The compute boundary is the credential boundary
Each integration deals with two credentials. The first is the AWS identity the workload runs as: the Fargate task role or Lambda execution role. The AWS SDK handles this automatically; the integration code never sees an AWS access key. The second is the vendor credential: the SFTP private key, the API key. The integration code uses the first to fetch the second from Secrets Manager at runtime.
For the Lambda API integrations, the execution role is attached at deploy time. The function calls GetSecretValue at start to pull the vendor API key, holds it in memory for the lifetime of the execution environment, and passes it into the outbound HTTP client (requests, httpx, or equivalent).

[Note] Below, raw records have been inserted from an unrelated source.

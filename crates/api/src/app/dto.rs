use serde::{Deserialize, Serialize};

use prospector_auth::{PublicIdentity, Registration};
use prospector_core::UserId;

// -------------------------
// Request DTOs
// -------------------------

#[derive(Debug, Deserialize)]
pub struct RegisterRequest {
    pub email: String,
    pub password: String,
    #[serde(default)]
    pub name: Option<String>,
}

impl From<RegisterRequest> for Registration {
    fn from(req: RegisterRequest) -> Self {
        Registration {
            email: req.email,
            password: req.password,
            name: req.name,
        }
    }
}

#[derive(Debug, Deserialize)]
pub struct SignInRequest {
    pub email: String,
    pub password: String,
}

#[derive(Debug, Deserialize)]
pub struct VerifyKeyRequest {
    pub api_key: String,
}

// -------------------------
// Response DTOs
// -------------------------

#[derive(Debug, Serialize)]
pub struct RegisteredResponse {
    pub id: UserId,
    pub email: String,
}

impl From<PublicIdentity> for RegisteredResponse {
    fn from(identity: PublicIdentity) -> Self {
        Self {
            id: identity.id,
            email: identity.email,
        }
    }
}

#[derive(Debug, Serialize)]
pub struct SignedInResponse {
    pub id: UserId,
    pub email: String,
    pub name: Option<String>,
    pub token: String,
}

#[derive(Debug, Serialize)]
pub struct SessionResponse {
    pub user: Option<PublicIdentity>,
}
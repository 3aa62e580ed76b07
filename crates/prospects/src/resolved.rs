//! The two shapes a prospect read can take.
//!
//! Real and synthetic prospects carry different guarantees (synthetic ones have
//! no owner and no audit trail), so they are distinct types joined only at the
//! response boundary.

use chrono::{DateTime, Utc};
use serde::Serialize;

use prospector_core::{ProspectId, UserId};

use crate::{Activity, Prospect, ProspectStatus};

/// Change history attached to a real prospect.
#[derive(Debug, Clone, PartialEq, Eq, Serialize)]
pub struct AuditTrail {
    pub changed_by: UserId,
    pub changed_at: DateTime<Utc>,
    pub change: String,
}

/// A prospect served from the real store.
#[derive(Debug, Clone, PartialEq, Eq, Serialize)]
pub struct ProspectRecord {
    pub id: ProspectId,
    pub owner_id: UserId,
    pub name: String,
    pub email: Option<String>,
    pub company: Option<String>,
    pub title: Option<String>,
    pub status: ProspectStatus,
    pub created_at: DateTime<Utc>,
    pub updated_at: DateTime<Utc>,
    pub activities: Vec<Activity>,
    /// Always present on the wire; `null` until audit history is recorded.
    pub audit: Option<AuditTrail>,
}

impl From<Prospect> for ProspectRecord {
    fn from(p: Prospect) -> Self {
        Self {
            id: p.id,
            owner_id: p.owner_id,
            name: p.name,
            email: p.email,
            company: p.company,
            title: p.title,
            status: p.status,
            created_at: p.created_at,
            updated_at: p.updated_at,
            activities: p.activities,
            audit: None,
        }
    }
}

/// A deterministic stand-in derived only from the requested id.
#[derive(Debug, Clone, PartialEq, Eq, Serialize)]
pub struct SyntheticProspect {
    pub id: ProspectId,
    pub name: String,
    pub email: String,
    pub company: String,
    pub title: String,
    pub status: ProspectStatus,
    pub created_at: DateTime<Utc>,
    pub updated_at: DateTime<Utc>,
    pub activities: Vec<Activity>,
}

/// Outcome of a successful prospect read, tagged with where it came from.
#[derive(Debug, Clone, PartialEq, Eq, Serialize)]
#[serde(tag = "source", rename_all = "lowercase")]
pub enum ResolvedProspect {
    Real(ProspectRecord),
    Synthetic(SyntheticProspect),
}

impl ResolvedProspect {
    pub fn id(&self) -> ProspectId {
        match self {
            ResolvedProspect::Real(r) => r.id,
            ResolvedProspect::Synthetic(s) => s.id,
        }
    }

    pub fn is_synthetic(&self) -> bool {
        matches!(self, ResolvedProspect::Synthetic(_))
    }
}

For the Fargate SFTP tasks, the task role is attached when the task launches. The task pulls the SFTP private key from Secrets Manager, hands the key material straight to the SFTP client (paramiko or equivalent), and never writes it to disk. When the task exits, the key material is gone with the task memory.
The integration code only handles application logic: pull files, push files, call the API, parse the response. The credential management is between the AWS SDK and the role. IAM enforces the boundary.

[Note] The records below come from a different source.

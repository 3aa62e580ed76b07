use std::sync::Arc;

use async_trait::async_trait;

use prospector_core::{ProspectId, StoreResult, UserId};
use prospector_prospects::{Activity, Prospect, Template};

/// Prospect and activity persistence.
#[async_trait]
pub trait ProspectStore: Send + Sync {
    /// Load a prospect with its activities, newest first.
    async fn find_prospect(&self, id: ProspectId) -> StoreResult<Option<Prospect>>;

    /// Persist a new prospect. Activities on the value are ignored.
    async fn insert_prospect(&self, prospect: &Prospect) -> StoreResult<()>;

    /// Append an activity and bump the parent's `updated_at`.
    async fn insert_activity(&self, activity: &Activity) -> StoreResult<()>;
}

/// Email template persistence. Names are unique per owner.
#[async_trait]
pub trait TemplateStore: Send + Sync {
    async fn insert_template(&self, template: &Template) -> StoreResult<()>;

    /// Templates owned by `owner`, oldest first.
    async fn list_templates(&self, owner: UserId) -> StoreResult<Vec<Template>>;
}

#[async_trait]
impl<S> ProspectStore for Arc<S>
where
    S: ProspectStore + ?Sized,
{
    async fn find_prospect(&self, id: ProspectId) -> StoreResult<Option<Prospect>> {
        (**self).find_prospect(id).await
    }

    async fn insert_prospect(&self, prospect: &Prospect) -> StoreResult<()> {
        (**self).insert_prospect(prospect).await
    }

    async fn insert_activity(&self, activity: &Activity) -> StoreResult<()> {
        (**self).insert_activity(activity).await
    }
}

#[async_trait]
impl<S> TemplateStore for Arc<S>
where
    S: TemplateStore + ?Sized,
{
    async fn insert_template(&self, template: &Template) -> StoreResult<()> {
        (**self).insert_template(template).await
    }

    async fn list_templates(&self, owner: UserId) -> StoreResult<Vec<Template>> {
        (**self).list_templates(owner).await
    }
}
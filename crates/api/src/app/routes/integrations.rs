use std::sync::Arc;

use axum::{
    Json, Router,
    extract::{Extension, rejection::JsonRejection},
    http::StatusCode,
    response::IntoResponse,
    routing::post,
};
use serde_json::json;
use tracing::debug;

use prospector_infra::KeyVerifier;

use crate::app::{dto, errors, services::AppServices};

pub fn router() -> Router {
    Router::new()
        .route("/mail/verify", post(verify_mail_key))
        .route("/ai/verify", post(verify_ai_key))
}

pub async fn verify_mail_key(
    Extension(services): Extension<Arc<AppServices>>,
    body: Result<Json<dto::VerifyKeyRequest>, JsonRejection>,
) -> axum::response::Response {
    verify_key(services.mail_keys.as_ref(), body).await
}

pub async fn verify_ai_key(
    Extension(services): Extension<Arc<AppServices>>,
    body: Result<Json<dto::VerifyKeyRequest>, JsonRejection>,
) -> axum::response::Response {
    verify_key(services.ai_keys.as_ref(), body).await
}

/// Every failure, including a malformed body, is reported as `invalid_key`.
async fn verify_key(
    verifier: &dyn KeyVerifier,
    body: Result<Json<dto::VerifyKeyRequest>, JsonRejection>,
) -> axum::response::Response {
    let api_key = match body {
        Ok(Json(b)) => b.api_key,
        Err(_) => String::new(),
    };

    match verifier.verify(&api_key).await {
        Ok(identity) => (
            StatusCode::OK,
            Json(json!({
                "valid": true,
                "provider": identity.provider,
                "account": identity.account,
            })),
        )
            .into_response(),
        Err(e) => {
            debug!(provider = verifier.provider().as_str(), reason = %e, "api key rejected");
            errors::json_error(StatusCode::UNAUTHORIZED, "invalid_key", "api key could not be verified")
        }
    }
}
//! Service wiring: stores, authentication, the prospect resolver and the
//! provider key checks, built once per process and shared by every handler.

use std::sync::Arc;

use chrono::Utc;
use thiserror::Error;
use tracing::{info, warn};

use prospector_auth::{
    Argon2Hasher, CredentialStore, Hs256SessionIssuer, IdentityVerifier, PasswordError, PasswordHasher,
};
use prospector_core::{
    ActivityId, DomainError, Owned, ProspectId, StoreError, TemplateId, UserId,
};
use prospector_infra::{
    AppConfig, HttpKeyVerifier, InMemoryStore, KeyCheckError, KeyVerifier, PostgresStore, ProspectResolver,
    ProspectStore, StoreBackend, StoreContext, TemplateStore, store,
};
use prospector_prospects::{Activity, NewActivity, NewProspect, NewTemplate, Prospect, Template};

pub type SharedVerifier = IdentityVerifier<Arc<dyn CredentialStore>, dyn PasswordHasher>;

#[derive(Debug, Error)]
pub enum ServiceError {
    #[error("password hasher: {0}")]
    Hashing(#[from] PasswordError),

    #[error("provider client: {0}")]
    KeyCheck(#[from] KeyCheckError),
}

/// Failure of a write path. Store failures are never retried and never
/// fall back.
#[derive(Debug, Error)]
pub enum WriteError {
    #[error(transparent)]
    Domain(#[from] DomainError),

    #[error(transparent)]
    Store(#[from] StoreError),
}

/// One handle per persistence trait. All three usually point at the same
/// adapter.
#[derive(Clone)]
pub struct Stores {
    pub identities: Arc<dyn CredentialStore>,
    pub prospects: Arc<dyn ProspectStore>,
    pub templates: Arc<dyn TemplateStore>,
}

impl Stores {
    pub fn shared<S>(store: Arc<S>) -> Self
    where
        S: CredentialStore + ProspectStore + TemplateStore + 'static,
    {
        Self {
            identities: store.clone(),
            prospects: store.clone(),
            templates: store,
        }
    }
}

pub struct AppServices {
    pub config: AppConfig,
    pub stores: Stores,
    pub verifier: SharedVerifier,
    pub sessions: Arc<Hs256SessionIssuer>,
    pub resolver: ProspectResolver<Arc<dyn ProspectStore>>,
    pub mail_keys: Arc<dyn KeyVerifier>,
    pub ai_keys: Arc<dyn KeyVerifier>,
}

impl AppServices {
    pub fn new(config: AppConfig, stores: Stores) -> Result<Self, ServiceError> {
        let hasher: Arc<dyn PasswordHasher> = Arc::new(Argon2Hasher::new(config.hash_cost)?);
        let verifier = IdentityVerifier::new(stores.identities.clone(), hasher)?;
        let sessions = Arc::new(Hs256SessionIssuer::new(
            config.session_secret.as_bytes(),
            config.session_ttl,
        ));
        let resolver = ProspectResolver::new(stores.prospects.clone());
        let mail_keys: Arc<dyn KeyVerifier> =
            Arc::new(HttpKeyVerifier::mail(config.mail_provider_base_url.clone())?);
        let ai_keys: Arc<dyn KeyVerifier> = Arc::new(HttpKeyVerifier::ai(config.ai_provider_base_url.clone())?);

        Ok(Self {
            config,
            stores,
            verifier,
            sessions,
            resolver,
            mail_keys,
            ai_keys,
        })
    }

    pub async fn create_prospect(&self, owner: UserId, input: NewProspect) -> Result<Prospect, WriteError> {
        let input = input.validate()?;
        let prospect = Prospect::create(ProspectId::new(), owner, input, Utc::now());
        self.stores.prospects.insert_prospect(&prospect).await?;
        Ok(prospect)
    }

    /// Log an activity on a prospect the caller owns.
    pub async fn log_activity(
        &self,
        subject: UserId,
        prospect_id: &str,
        input: NewActivity,
    ) -> Result<Activity, WriteError> {
        let prospect_id: ProspectId = prospect_id.parse().map_err(|_| DomainError::NotFound)?;
        let input = input.validate()?;

        let prospect = self
            .stores
            .prospects
            .find_prospect(prospect_id)
            .await?
            .ok_or(DomainError::NotFound)?;
        if !prospect.is_owned_by(subject) {
            return Err(DomainError::Forbidden.into());
        }

        let activity = input.into_activity(ActivityId::new(), prospect_id, Utc::now());
        self.stores.prospects.insert_activity(&activity).await?;
        Ok(activity)
    }

    pub async fn create_template(&self, owner: UserId, input: NewTemplate) -> Result<Template, WriteError> {
        let input = input.validate()?;
        let template = input.into_template(TemplateId::new(), owner, Utc::now());
        match self.stores.templates.insert_template(&template).await {
            Ok(()) => Ok(template),
            Err(StoreError::Conflict(_)) => Err(DomainError::conflict(format!(
                "a template named '{}' already exists",
                template.name
            ))
            .into()),
            Err(e) => Err(e.into()),
        }
    }

    pub async fn list_templates(&self, owner: UserId) -> Result<Vec<Template>, StoreError> {
        self.stores.templates.list_templates(owner).await
    }
}

/// Select and prepare the store adapter named by the configuration.
///
/// For Postgres, the schema is applied when the database is reachable; when
/// it is not, the process starts anyway and serves reads from the fallback.
pub async fn build_stores(config: &AppConfig) -> Stores {
    match config.store_backend {
        StoreBackend::Memory => {
            info!("using in-memory store");
            Stores::shared(Arc::new(InMemoryStore::new()))
        }
        StoreBackend::Postgres => {
            let ctx = Arc::new(StoreContext::new(config.database_url.clone()));
            if !ctx.is_configured() {
                warn!("DATABASE_URL not set; store is unavailable");
            } else if let Err(e) = store::migrate(&ctx).await {
                warn!(error = %e, "schema migration failed; continuing in degraded mode");
            }
            Stores::shared(Arc::new(PostgresStore::new(ctx)))
        }
    }
}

CloudTrail attributes each call to a specific integration
The same CloudTrail field that returned svc-integrations for every S3 call now returns the per-integration role. The audit question (which integration accessed vendor-a-incoming/ at a specific timestamp) has a one-word answer.
{
"eventName": "GetObject",
"eventTime": "2026-03-12T03:14:22Z",
"userIdentity": {
"type": "AssumedRole",
"arn": "arn:aws:sts::123456789012:assumed-role/integration-vendor-a-task-role/abcd1234",
"sessionContext": {
"sessionIssuer": {
"arn": "arn:aws:iam::123456789012:role/integration-vendor-a-task-role"
}
}
},
"resources": [
{
"ARN": "arn:aws:s3:::integrations-prod/vendor-a-incoming/batch-20260312.csv"
}
]
}
Attribution is a property of the deploy. The role name in sessionIssuer.arn resolves directly to the service that ran the call.

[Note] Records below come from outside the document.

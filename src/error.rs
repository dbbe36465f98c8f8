//! # Error Types
//!
//! Purpose: Give every failure mode named by the core a distinct,
//! caller-recoverable variant instead of panicking or aborting.
//!
//! ## Design Principles
//!
//! 1. **Closed Set**: The core has a small, fixed list of failure modes;
//!    a closed enum documents all of them at the type level.
//! 2. **No Silent Failure**: Every error propagates to the caller as a
//!    `Result`; the core never logs-and-swallows on normal inputs.
//! 3. **Eviction Is Not An Error**: Displacement succeeding by evicting a
//!    live item is a normal `insert` outcome, not represented here.

use thiserror::Error;

/// All recoverable failure modes the core can report.
#[derive(Debug, Error, Clone, Copy, PartialEq, Eq)]
pub enum CuckooError {
    /// `klen + vlen + ITEM_OVERHEAD` exceeds `chunk_size`.
    #[error("record does not fit in a slot of this chunk size")]
    Oversized,

    /// Caller supplied `expire == 0`, which is reserved to mean "empty".
    #[error("expire of 0 is reserved for empty slots and cannot be stored")]
    InvalidExpire,

    /// `setup` called while the engine already holds a live slab.
    #[error("cuckoo table has already been set up")]
    AlreadyInitialized,

    /// Slab allocation failed (size overflow or allocator refusal).
    #[error("failed to allocate the cuckoo slab")]
    AllocFailed,

    /// An operation was attempted before `setup` or after `teardown`.
    #[error("cuckoo table has not been set up")]
    NotInitialized,

    /// `CuckooConfig` construction was rejected.
    #[error("invalid cuckoo table configuration: {reason}")]
    InvalidConfig {
        /// Human-readable reason, kept out of the error code path.
        reason: &'static str,
    },
}

/// Convenience alias used throughout the crate.
pub type CuckooResult<T> = Result<T, CuckooError>;
#[cfg(test)]
mod tests {
    use super::*;
    use crate::clock::ManualClock;
    use crate::config::CuckooConfig;
    use crate::metrics::AtomicMetrics;
    use crate::policy::PolicyKind;

    fn setup(
        chunk_size: u32,
        max_item: u32,
        policy: PolicyKind,
        cas: bool,
    ) -> (CuckooTable, Arc<AtomicMetrics>, Arc<ManualClock>) {
        let config = CuckooConfig::new(chunk_size, max_item, policy, cas).unwrap();
        let metrics = Arc::new(AtomicMetrics::new());
        let clock = Arc::new(ManualClock::new(1000));
        let mut table = CuckooTable::new();
        table
            .setup_with_clock(config, Some(metrics.clone()), clock.clone())
            .unwrap();
        (table, metrics, clock)
    }

    #[test]
    fn fresh_get_is_a_miss() {
        let (table, _, _) = setup(64, 16, PolicyKind::Random, false);
        assert_eq!(table.get(b"foo").unwrap(), None);
    }

    #[test]
    fn insert_get_delete_roundtrips() {
        let (mut table, _, _) = setup(64, 16, PolicyKind::Random, false);
        table
            .insert(b"foo", Value::Str(b"bar".to_vec()), 2000)
            .unwrap();

        let slot = table.get(b"foo").unwrap().expect("present");
        let decoded = table.decode(slot).unwrap();
        assert_eq!(decoded.key, b"foo");
        assert_eq!(decoded.value, Value::Str(b"bar".to_vec()));
        assert_eq!(decoded.expire, 2000);

        assert!(table.delete(b"foo").unwrap());
        assert_eq!(table.get(b"foo").unwrap(), None);
        assert!(!table.delete(b"foo").unwrap());
    }

    #[test]
    fn oversized_insert_is_rejected_and_counted() {
        let (mut table, metrics, _) = setup(32, 16, PolicyKind::Random, false);
        let err = table
            .insert(b"k", Value::Str(vec![0u8; 64]), 2000)
            .unwrap_err();
        assert_eq!(err, CuckooError::Oversized);
        assert_eq!(metrics.snapshot().cuckoo_insert_ex, 1);
    }

    #[test]
    fn key_past_klen_field_width_is_rejected_despite_a_huge_chunk_size() {
        // chunk_size is generous enough to physically fit the key, but the
        // on-disk klen field is a u16 and would silently truncate it.
        let (mut table, metrics, _) = setup(100_000, 4, PolicyKind::Random, false);
        let oversized_key = vec![0x41u8; crate::item::MAX_KEY_LEN + 1];
        let err = table
            .insert(&oversized_key, Value::Str(b"v".to_vec()), 2000)
            .unwrap_err();
        assert_eq!(err, CuckooError::Oversized);
        assert_eq!(metrics.snapshot().cuckoo_insert_ex, 1);
        // Rejected before any displacement/eviction side effect ran.
        assert_eq!(metrics.snapshot().item_evict, 0);
    }

    #[test]
    fn zero_expire_is_rejected_on_insert() {
        let (mut table, _, _) = setup(64, 16, PolicyKind::Random, false);
        let err = table.insert(b"k", Value::Str(b"v".to_vec()), 0).unwrap_err();
        assert_eq!(err, CuckooError::InvalidExpire);
    }

    #[test]
    fn expired_slot_is_reused_without_eviction() {
        let (mut table, metrics, clock) = setup(64, 16, PolicyKind::Random, false);
        table
            .insert(b"alpha", Value::Str(b"v".to_vec()), 1001)
            .unwrap();
        clock.set(2000);

        // A fresh insert anywhere should not report an eviction purely
        // because an unrelated key already expired.
        table
            .insert(b"beta", Value::Str(b"v".to_vec()), 3000)
            .unwrap();
        assert_eq!(metrics.snapshot().item_evict, 0);
        assert_eq!(table.get(b"alpha").unwrap(), None);
    }

    #[test]
    fn update_preserves_key_and_changes_value() {
        let (mut table, _, _) = setup(64, 16, PolicyKind::Random, false);
        table
            .insert(b"foo", Value::Str(b"bar".to_vec()), 2000)
            .unwrap();
        let slot = table.get(b"foo").unwrap().unwrap();
        table
            .update(slot, Value::Str(b"baz!".to_vec()), 3000)
            .unwrap();

        let slot = table.get(b"foo").unwrap().unwrap();
        let decoded = table.decode(slot).unwrap();
        assert_eq!(decoded.value, Value::Str(b"baz!".to_vec()));
        assert_eq!(decoded.expire, 3000);
    }

    #[test]
    fn update_oversized_is_rejected_and_counted() {
        let (mut table, metrics, _) = setup(32, 16, PolicyKind::Random, false);
        table
            .insert(b"k", Value::Str(b"v".to_vec()), 2000)
            .unwrap();
        let slot = table.get(b"k").unwrap().unwrap();
        let err = table
            .update(slot, Value::Str(vec![0u8; 64]), 2000)
            .unwrap_err();
        assert_eq!(err, CuckooError::Oversized);
        assert_eq!(metrics.snapshot().cuckoo_update_ex, 1);
    }

    #[test]
    fn forced_eviction_with_zero_displace_budget() {
        let config =
            CuckooConfig::with_displace_budget(64, 4, PolicyKind::Random, false, 0).unwrap();
        let metrics = Arc::new(AtomicMetrics::new());
        let mut table = CuckooTable::new();
        table
            .setup_with_clock(config, Some(metrics.clone()), Arc::new(ManualClock::new(1)))
            .unwrap();

        for i in 0..4u32 {
            table
                .insert(
                    format!("key-{i}").as_bytes(),
                    Value::Int(i as i64),
                    NEVER,
                )
                .unwrap();
        }
        table
            .insert(b"one-too-many", Value::Int(99), NEVER)
            .unwrap();

        assert_eq!(metrics.snapshot().item_evict, 1);
        let present = (0..4)
            .filter(|i| table.get(format!("key-{i}").as_bytes()).unwrap().is_some())
            .count();
        assert_eq!(present, 3);
        assert!(table.get(b"one-too-many").unwrap().is_some());
    }

    #[test]
    fn displacement_walk_bumps_cuckoo_displace_call_count() {
        let config =
            CuckooConfig::with_displace_budget(64, 4, PolicyKind::Random, false, 0).unwrap();
        let metrics = Arc::new(AtomicMetrics::new());
        let mut table = CuckooTable::new();
        table
            .setup_with_clock(config, Some(metrics.clone()), Arc::new(ManualClock::new(1)))
            .unwrap();

        for i in 0..4u32 {
            table
                .insert(format!("key-{i}").as_bytes(), Value::Int(i as i64), NEVER)
                .unwrap();
        }
        assert_eq!(metrics.snapshot().cuckoo_displace, 0);

        table
            .insert(b"one-too-many", Value::Int(99), NEVER)
            .unwrap();
        assert_eq!(metrics.snapshot().cuckoo_displace, 1);
    }

    #[test]
    fn reset_clears_every_slot() {
        let (mut table, _, _) = setup(64, 16, PolicyKind::Random, false);
        table
            .insert(b"foo", Value::Str(b"bar".to_vec()), 2000)
            .unwrap();
        table.reset().unwrap();
        assert_eq!(table.get(b"foo").unwrap(), None);
    }

    #[test]
    fn operations_before_setup_fail_with_not_initialized() {
        let table = CuckooTable::new();
        assert_eq!(table.get(b"x").unwrap_err(), CuckooError::NotInitialized);
    }

    #[test]
    fn teardown_then_reuse_requires_setup_again() {
        let (mut table, _, _) = setup(64, 16, PolicyKind::Random, false);
        table.teardown();
        assert_eq!(table.get(b"x").unwrap_err(), CuckooError::NotInitialized);

        let config = CuckooConfig::new(64, 16, PolicyKind::Random, false).unwrap();
        table.setup(config, None).unwrap();
        assert_eq!(table.get(b"x").unwrap(), None);
    }

    #[test]
    fn double_setup_is_rejected() {
        let (mut table, _, _) = setup(64, 16, PolicyKind::Random, false);
        let config = CuckooConfig::new(64, 16, PolicyKind::Random, false).unwrap();
        assert_eq!(
            table.setup(config, None).unwrap_err(),
            CuckooError::AlreadyInitialized
        );
    }

    #[test]
    fn cas_token_advances_on_insert_and_update() {
        let (mut table, _, _) = setup(64, 16, PolicyKind::Random, true);
        table
            .insert(b"foo", Value::Str(b"bar".to_vec()), 2000)
            .unwrap();
        let slot = table.get(b"foo").unwrap().unwrap();
        let first_cas = table.decode(slot).unwrap().cas.unwrap();
        assert!(first_cas > 0);

        table
            .update(slot, Value::Str(b"baz".to_vec()), 2000)
            .unwrap();
        let slot = table.get(b"foo").unwrap().unwrap();
        let second_cas = table.decode(slot).unwrap().cas.unwrap();
        assert!(second_cas > first_cas);
    }

    #[test]
    fn int_values_roundtrip() {
        let (mut table, _, _) = setup(64, 16, PolicyKind::Random, false);
        table.insert(b"counter", Value::Int(-7), NEVER).unwrap();
        let slot = table.get(b"counter").unwrap().unwrap();
        assert_eq!(table.decode(slot).unwrap().value, Value::Int(-7));
    }

    #[test]
    fn expire_policy_prefers_soonest_to_die_candidate() {
        // With D=4 and max_item=4 every key's candidate set is the whole
        // table; filling it with ascending expiries and then forcing an
        // eviction should always take the earliest expiry first.
        let config =
            CuckooConfig::with_displace_budget(64, 4, PolicyKind::Expire, false, 0).unwrap();
        let metrics = Arc::new(AtomicMetrics::new());
        let mut table = CuckooTable::new();
        table
            .setup_with_clock(config, Some(metrics.clone()), Arc::new(ManualClock::new(1)))
            .unwrap();

        for (i, expire) in [10u32, 20, 30, 40].into_iter().enumerate() {
            table
                .insert(format!("k{i}").as_bytes(), Value::Int(i as i64), expire)
                .unwrap();
        }

        table.insert(b"newcomer", Value::Int(99), 50).unwrap();
        assert_eq!(metrics.snapshot().item_evict, 1);
    }
}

Adding a new vendor is a deploy of a new Fargate task or Lambda function with its own role and its own secret. It doesn’t touch any other integration’s permissions. The blast radius of the new integration is whatever its own role permits. Other integrations are unaffected.
Removing a vendor is symmetric. Delete the service, delete the role, delete the secret. There is no shared credential left holding lingering access. The “did we remember to revoke that” question doesn’t come up.
The auditor’s question has an answer. The cross-integration bug fails on the first call.
Smaller systems are cheaper to audit
Per-integration services are the same code, split into separate deploy targets, with an IAM role attached to each. The total complexity is the same as the shared-role version.
Smaller systems are cheaper to audit because they’re cheaper to reason about. An auditor reviewing one integration sees one role, one secret, one S3 prefix. The blast radius they have to think about ends at that role’s policy. The same is true for an engineer adding a vendor or debugging a permission error.
The svc-integrations role was a scope problem. Tightening the policy would not have helped. One identity still served every integration. The fix was to split the scope.